Verse 5
5. Dwelling at Jerusalem Some, perhaps, only during the interval from Passover to Pentecost to enjoy both feasts. But the Greek word for dwelling implies permanent residence.
“The (present) Jewish population has been variously estimated from three to five thousand. The number varies, no doubt, from time to time, since many of them are pilgrims, who come and go in a very uncertain manner. Few of them, comparatively, are natives of the country. The majority of them are aged persons, who repair to the holy city to spend the remainder of their days, and secure the privileges of being buried in the valley of the Kedron, which, as their traditions assert, is to be the scene of the last judgment. Others of them are those who come hither to fulfil a vow, or acquire the merit of a pilgrimage, and then return to the countries where they reside. Among them may be found representatives of every land, though the Spanish, Polish, and German Jews compose the greater number. Like their brethren in other parts of Palestine, except a few in some commercial places, they are wretchedly poor, and live chiefly on alms contributed by their countrymen in Europe and America.” Hackett’s Bib. Ill., p. 229.
This poverty of pilgrim residents goes far to illustrate the so-called “community of goods” of the first Jerusalem Church.
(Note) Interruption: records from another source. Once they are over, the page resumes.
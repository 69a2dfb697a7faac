//! Concept-neighborhood traversal.
//!
//! [`build_context`] returns a concept's direct relations plus an N-hop
//! expansion. Traversal uses an explicit worklist with a visited set keyed by
//! normalized concept name, bounded by the depth and entity limits, so a
//! pathological graph can never exhaust the stack.

use crate::error::{EngineError, Result};
use crate::extract::normalize_concept;
use rusqlite::{params, Connection};
use serde::Serialize;
use std::collections::{BTreeMap, HashSet, VecDeque};

/// One directly related concept.
#[derive(Debug, Clone, Serialize)]
pub struct RelatedConcept {
    pub name: String,
    pub co_occurrence_count: i64,
    /// Up to three contributing document URIs.
    pub documents: Vec<String>,
    /// Sentence-aware previews keyed by URI (only when content is requested).
    #[serde(skip_serializing_if = "BTreeMap::is_empty")]
    pub content_previews: BTreeMap<String, String>,
}

/// Result of a context build. An unknown concept yields the empty result.
#[derive(Debug, Clone, Serialize)]
pub struct ContextResult {
    pub concept: String,
    pub depth: usize,
    pub direct_relations: Vec<RelatedConcept>,
    pub expanded_relations: Vec<String>,
}

/// Build direct + N-hop related concepts around `concept_name`.
pub fn build_context(
    conn: &Connection,
    concept_name: &str,
    depth: usize,
    max_entities: usize,
    include_content: bool,
) -> Result<ContextResult> {
    if max_entities == 0 {
        return Err(EngineError::invalid("max_entities", "must be >= 1"));
    }

    let concept = normalize_concept(concept_name);
    let mut result = ContextResult {
        concept: concept.clone(),
        depth,
        direct_relations: Vec::new(),
        expanded_relations: Vec::new(),
    };

    let exists: bool = conn.query_row(
        "SELECT COUNT(*) > 0 FROM concepts WHERE name = ?1",
        params![concept],
        |row| row.get(0),
    )?;
    if !exists {
        return Ok(result);
    }

    let mut stmt = conn.prepare(
        "SELECT CASE WHEN concept_a = ?1 THEN concept_b ELSE concept_a END AS related, \
                co_occurrence_count, source_documents \
         FROM concept_edges \
         WHERE concept_a = ?1 OR concept_b = ?1 \
         ORDER BY co_occurrence_count DESC \
         LIMIT ?2",
    )?;
    let direct: Vec<(String, i64, String)> = stmt
        .query_map(params![concept, max_entities as i64], |row| {
            Ok((row.get(0)?, row.get(1)?, row.get(2)?))
        })?
        .collect::<std::result::Result<Vec<_>, _>>()?;

    for (related, count, raw_sources) in &direct {
        let sources: Vec<String> = serde_json::from_str(raw_sources).unwrap_or_default();
        let documents: Vec<String> = sources.into_iter().take(3).collect();

        let mut content_previews = BTreeMap::new();
        if include_content {
            for uri in &documents {
                if let Some(content) = document_content(conn, uri)? {
                    content_previews.insert(uri.clone(), smart_preview(&content, 200, 50));
                }
            }
        }

        result.direct_relations.push(RelatedConcept {
            name: related.clone(),
            co_occurrence_count: *count,
            documents,
            content_previews,
        });
    }

    if depth > 1 {
        result.expanded_relations =
            expand_worklist(conn, &concept, &direct, depth, max_entities)?;
    }

    Ok(result)
}

/// Breadth-first expansion from the top direct relations, depth- and
/// entity-bounded.
fn expand_worklist(
    conn: &Connection,
    origin: &str,
    direct: &[(String, i64, String)],
    depth: usize,
    max_entities: usize,
) -> Result<Vec<String>> {
    let mut visited: HashSet<String> = HashSet::new();
    visited.insert(origin.to_string());

    let mut worklist: VecDeque<(String, usize)> = VecDeque::new();
    for (related, _, _) in direct.iter().take(5) {
        visited.insert(related.clone());
        worklist.push_back((related.clone(), 1));
    }

    let mut expanded = Vec::new();
    let mut stmt = conn.prepare(
        "SELECT DISTINCT CASE WHEN concept_a = ?1 THEN concept_b ELSE concept_a END \
         FROM concept_edges WHERE concept_a = ?1 OR concept_b = ?1",
    )?;

    while let Some((current, current_depth)) = worklist.pop_front() {
        if current_depth >= depth || expanded.len() >= max_entities {
            continue;
        }

        let neighbors: Vec<String> = stmt
            .query_map(params![current], |row| row.get(0))?
            .collect::<std::result::Result<Vec<_>, _>>()?;

        for neighbor in neighbors {
            if expanded.len() >= max_entities {
                break;
            }
            if visited.insert(neighbor.clone()) {
                expanded.push(neighbor.clone());
                worklist.push_back((neighbor, current_depth + 1));
            }
        }
    }

    Ok(expanded)
}

/// Render the bounded neighborhood of a concept as Mermaid diagram source.
pub fn visualize(
    conn: &Connection,
    concept_name: &str,
    depth: usize,
    max_nodes: usize,
) -> Result<String> {
    if max_nodes == 0 {
        return Err(EngineError::invalid("max_nodes", "must be >= 1"));
    }

    let concept = normalize_concept(concept_name);
    let exists: bool = conn.query_row(
        "SELECT COUNT(*) > 0 FROM concepts WHERE name = ?1",
        params![concept],
        |row| row.get(0),
    )?;
    if !exists {
        return Ok(format!("graph TD\n    %% concept not found: {concept}"));
    }

    // Bounded BFS to pick the node set
    let mut nodes: Vec<String> = vec![concept.clone()];
    let mut visited: HashSet<String> = nodes.iter().cloned().collect();
    let mut frontier: VecDeque<(String, usize)> = VecDeque::new();
    frontier.push_back((concept.clone(), 0));

    let mut neighbor_stmt = conn.prepare(
        "SELECT CASE WHEN concept_a = ?1 THEN concept_b ELSE concept_a END \
         FROM concept_edges WHERE concept_a = ?1 OR concept_b = ?1 \
         ORDER BY co_occurrence_count DESC",
    )?;

    while let Some((current, current_depth)) = frontier.pop_front() {
        if current_depth >= depth || nodes.len() >= max_nodes {
            continue;
        }
        let neighbors: Vec<String> = neighbor_stmt
            .query_map(params![current], |row| row.get(0))?
            .collect::<std::result::Result<Vec<_>, _>>()?;
        for neighbor in neighbors {
            if nodes.len() >= max_nodes {
                break;
            }
            if visited.insert(neighbor.clone()) {
                nodes.push(neighbor.clone());
                frontier.push_back((neighbor, current_depth + 1));
            }
        }
    }

    // Edges among the selected nodes
    let index: BTreeMap<&str, usize> = nodes
        .iter()
        .enumerate()
        .map(|(i, name)| (name.as_str(), i))
        .collect();

    let mut out = String::from("graph TD\n");
    for (i, name) in nodes.iter().enumerate() {
        out.push_str(&format!("    n{i}[\"{}\"]\n", name.replace('"', "'")));
    }

    let mut edge_stmt = conn.prepare(
        "SELECT concept_a, concept_b, co_occurrence_count FROM concept_edges",
    )?;
    let edges: Vec<(String, String, i64)> = edge_stmt
        .query_map([], |row| Ok((row.get(0)?, row.get(1)?, row.get(2)?)))?
        .collect::<std::result::Result<Vec<_>, _>>()?;

    for (a, b, weight) in edges {
        if let (Some(&ia), Some(&ib)) = (index.get(a.as_str()), index.get(b.as_str())) {
            out.push_str(&format!("    n{ia} ---|{weight}| n{ib}\n"));
        }
    }

    Ok(out)
}

fn document_content(conn: &Connection, uri: &str) -> Result<Option<String>> {
    use rusqlite::OptionalExtension;
    Ok(conn
        .query_row(
            "SELECT content FROM documents WHERE uri = ?1",
            params![uri],
            |row| row.get(0),
        )
        .optional()?)
}

/// Truncate `content` near `target_length`, preferring a sentence boundary,
/// then a paragraph break, then a word boundary.
pub fn smart_preview(content: &str, target_length: usize, tolerance: usize) -> String {
    let chars: Vec<char> = content.chars().collect();
    if chars.len() <= target_length {
        return content.to_string();
    }

    let max_length = (target_length + tolerance).min(chars.len());
    let search_space: String = chars[..max_length].iter().collect();
    let floor = target_length.saturating_sub(tolerance);

    if let Some(end) = last_sentence_boundary(&search_space) {
        if end >= floor {
            let preview: String = search_space.chars().take(end + 1).collect();
            return preview.trim_end().to_string();
        }
    }

    if let Some(end) = search_space.rfind("\n\n") {
        let end_chars = search_space[..end].chars().count();
        if end_chars >= floor {
            return format!("{}...", search_space[..end].trim_end());
        }
    }

    if let Some(end) = search_space.rfind(' ') {
        if end > 0 {
            return format!("{}...", search_space[..end].trim_end());
        }
    }

    let hard: String = chars[..target_length].iter().collect();
    format!("{hard}...")
}

/// Index (in chars) of the last sentence-ending punctuation followed by
/// whitespace, or at the very end of the text.
fn last_sentence_boundary(text: &str) -> Option<usize> {
    let chars: Vec<char> = text.chars().collect();
    let mut last = None;

    for i in 0..chars.len() {
        let is_terminal = matches!(chars[i], '.' | '!' | '?');
        if !is_terminal {
            continue;
        }
        let followed_by_break = chars
            .get(i + 1)
            .map(|c| *c == ' ' || *c == '\n')
            .unwrap_or(true);
        if followed_by_break {
            last = Some(i);
        }
    }

    last
}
Every nation under heaven ”I would like to ask those,” says Erasmus, “who deny there is any hyperbole in Scripture, if they think there were any English or Scotch at the Pentecost.” But Grotius ingeniously identifies all the races named as being branches from the “sixteen grandsons of Noah, from whom all nations were descended.” Luke clearly uses these phrases of wide universality with a feeling that all the world was here represented.